Depuis Dikranaguerd jusque la frontière perse, 150 000 Kurdes et Hamidiés,[régiments kurdes ] armés de fusils turcs modernes et de fournitures, accomplissaient la volonté du Sultan Hamid. Ces achirets (tribus) kurdes - de Badgan, Slivan, Khelan, Bekrden, Botan, Kherzan, Bochegh, Belek, Mellan, Rechkotan, Hesnan, Srig, Djelal, Haïdaran, Moukhour, Takhour, Meghreg, et autres achirets semblables, grands ou petits, étaient séduits par diverses promesses. Les Hamidiés avaient des privilèges particuliers exceptionnels. Ils payaient à peine 15 % d'impôts au gouvernement, et c'était pour la forme. Le gouvernement turc ne voulait pas troubler leur amitié par un prix quelconque, pour ne pas avoir à affronter leurs complots et leurs rebellions.

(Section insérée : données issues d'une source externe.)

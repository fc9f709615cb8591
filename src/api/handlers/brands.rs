//! Brand screens.

use async_trait::async_trait;

use super::resource::AdminResource;
use crate::api::dto::BrandForm;
use crate::error::{AppResult, ValidationFieldError};
use crate::models::Brand;
use crate::services::BrandService;
use crate::state::AppState;

#[async_trait]
impl AdminResource for Brand {
    type Form = BrandForm;

    const ROUTE: &'static str = "brands";
    const LIST_KEY: &'static str = "listBrands";
    const DUPLICATE_MESSAGE: &'static str = "このブランド名は既に登録されています";

    fn service(state: &AppState) -> &BrandService {
        &state.services.brands
    }

    async fn bind(
        _state: &AppState,
        form: BrandForm,
        id: Option<i64>,
        _errors: &mut Vec<ValidationFieldError>,
    ) -> AppResult<Self> {
        Ok(Brand::new(id, form.name.trim()))
    }
}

C'était une réalité simple, très simple, que le gouvernement turc essayait à tout prix de s'attacher l'amitié de ces achirets (tribus) kurdes, pour opprimer le peuple arménien, le piller et l'affaiblir. Ces violences et ces sévices énervaient l'âme et les mains bâtisseuses du peuple arménien, appelé à être toujours soumis et esclave docile des peuples turc et kurde. Les Kurdes et Hamidiés, de même que le peuple turc, avaient de droit de suspendre aux murs de leurs maisons, des fusils, des pistolets, des sabres, librement et sans crainte, mais l'Arménien n'avait même pas le droit d'avoir une lime. Il fallait que l'Arménien soit persécuté, opprimé et affaibli. C'était là la représentation mentale du gouvernement turc. Des petits prétextes insignifiants, des petits travaux impitoyables et de nature capricieuse, étaient constamment invoqués pour remplir les prisons du gouvernement de prisonniers arméniens, et contraindre le peuple arménien au deuil, à la terreur et aux larmes. Le paysan arménien, rempli tous les jours de nouvelles souffrances, était le spectateur silencieux de crimes qui lui brisaient le coeur et l'affligeaient. Les villages arméniens étaient étranglés par les ruines, le sang et le deuil et il n'y avait personne pour trouver un remède à leur souci et les en délivrer. La paysannerie arménienne, affolée, nous confiait chaque jour, à chaque instant sa douleur, la peine et l'affliction de son coeur, attendant un remède et une délivrance.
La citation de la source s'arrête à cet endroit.